Jiwa independence para murid sangat besar. Hingga setelah Tuhan Yesus mati dan bangkit kembali, Petrus masih sanggup mengajak murid lain untuk kembali menjadi nelayan (Yohanes 21). Dan tak seorang pun protes atau mengingatkannya. Padahal Tuhan telah membina mereka sebagai penjala manusia. Mereka merasa hopeless (tak berpengharapan) dan desparate (putus asa). Walaupun telah berusaha semalaman, mereka tetap tak mendapat seekor ikan pun. Keesokan paginya, Tuhan mendatangi mereka dan bertanya, “Hai anak-anak, adakah kamu mempunyai lauk pauk?” (Yoh 21:5). Lalu Ia berkata, “Tebarkanlah jalamu di sebelah kanan perahu, maka akan kamu peroleh” (Yoh 21:6). Akhirnya, mereka memperoleh 153 ekor ikan. Setelah itu, Tuhan mengajak mereka makan bersama karena Ia telah menyediakannya. Dengan demikian, Ia hendak menunjukkan bahwa manusia sebenarnya tak mampu berbuat apapun. Saat makan, tak seorang pun berani bertanya kepadaNya.

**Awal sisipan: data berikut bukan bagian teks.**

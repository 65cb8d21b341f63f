//! The event taxonomy carried by the engine's event channel.
//!
//! Events flow one way: position samples in, geofence transitions and UI
//! action hints out. Renderers and game logic subscribe by [`EventKind`].

use serde::{Deserialize, Serialize};

use crate::feature::MediaType;
use crate::geo::PositionSample;
use crate::ids::FeatureId;

/// Subscription key: the discriminant of an [`EngineEvent`].
#[derive(Debug, Clone, Copy, PartialEq, Eq, PartialOrd, Ord, Hash, Serialize, Deserialize)]
pub enum EventKind {
    /// A new position sample.
    Position,
    /// A feature became visible.
    Enter,
    /// A feature became hidden.
    Exit,
    /// A player setting was toggled.
    Settings,
    /// A UI action hint derived from a transition.
    Action,
}

/// A state change of one geofence.
#[derive(Debug, Clone, PartialEq, Serialize, Deserialize)]
#[serde(rename_all = "camelCase")]
pub struct GeofenceTransition {
    /// The feature that changed state.
    pub feature_id: FeatureId,
    /// Media type of the feature.
    pub media_type: MediaType,
    /// Distance from the sample to the feature's center, in meters.
    pub distance_m: f64,
    /// Timestamp of the sample that caused the transition.
    pub timestamp_ms: i64,
}

/// A toggled player setting.
#[derive(Debug, Clone, Copy, PartialEq, Eq, Serialize, Deserialize)]
pub enum SettingsChange {
    /// Audio playback enabled or muted.
    Audio(bool),
    /// Diagnostic overlays on or off.
    Debug(bool),
    /// Pointer-driven simulated position on or off.
    Simulate(bool),
}

/// What a renderer should do with a feature's media.
#[derive(Debug, Clone, Copy, PartialEq, Eq, Serialize, Deserialize)]
#[serde(rename_all = "lowercase")]
pub enum UiActionKind {
    /// Reveal the overlay.
    Show,
    /// Remove the overlay.
    Hide,
    /// Start playback.
    Play,
    /// Pause playback.
    Pause,
}

/// A UI hint for one feature.
#[derive(Debug, Clone, PartialEq, Eq, Serialize, Deserialize)]
#[serde(rename_all = "camelCase")]
pub struct UiAction {
    /// Target feature.
    pub feature_id: FeatureId,
    /// Requested action.
    pub action: UiActionKind,
}

/// Everything published on the event channel.
#[derive(Debug, Clone, PartialEq, Serialize, Deserialize)]
pub enum EngineEvent {
    /// A position sample from the active source.
    Position(PositionSample),
    /// A feature transitioned hidden → visible.
    Enter(GeofenceTransition),
    /// A feature transitioned visible → hidden.
    Exit(GeofenceTransition),
    /// A setting changed.
    Settings(SettingsChange),
    /// A UI hint derived from an enter or exit.
    Action(UiAction),
}

impl EngineEvent {
    /// The subscription key for this event.
    pub const fn kind(&self) -> EventKind {
        match self {
            Self::Position(_) => EventKind::Position,
            Self::Enter(_) => EventKind::Enter,
            Self::Exit(_) => EventKind::Exit,
            Self::Settings(_) => EventKind::Settings,
            Self::Action(_) => EventKind::Action,
        }
    }
}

Sesudah sarapan, Tuhan bertanya pada Petrus, “Simon, anak Yohanes, apakah engkau mengasihi Aku?” (Yohanes 21). Pertanyaan ini merupakan resolusi kerohanian orang Kristen. Jawab Petrus, “Benar Tuhan, Engkau tahu, bahwa Aku mengasihi Engkau.” Lalu Tuhan berkata, “Gembalakanlah domba-dombaKu.” Ia mempertanyakan hal ini sampai 3 kali untuk menyadarkan Petrus akan cintanya kepada Tuhan. Setelah Ia bertanya untuk ketiga kalinya, Petrus menangis karena baru menyadari bahwa ia kurang mengasihi Tuhan. Memang Petrus ikut Tuhan dan melakukan banyak hal bagiNya tapi ia masih sangat cinta diri. Setelah ditanya oleh Tuhan, barulah ia mencintaiNya dengan sungguh. Seseorang yang mencintai Tuhan tentu akan melakukan yang terbaik bagiNya. Kadangkala, manusia membiarkan dirinya dan orang lain merenggut cinta Tuhan. Ketika Ia bertanya untuk ketiga kalinya, Petrus hanya sanggup menjawab, “Tuhan, Engkau tahu segala sesuatu, Engkau tahu, bahwa aku mengasihi Engkau” (Yoh 21:17).  Amin.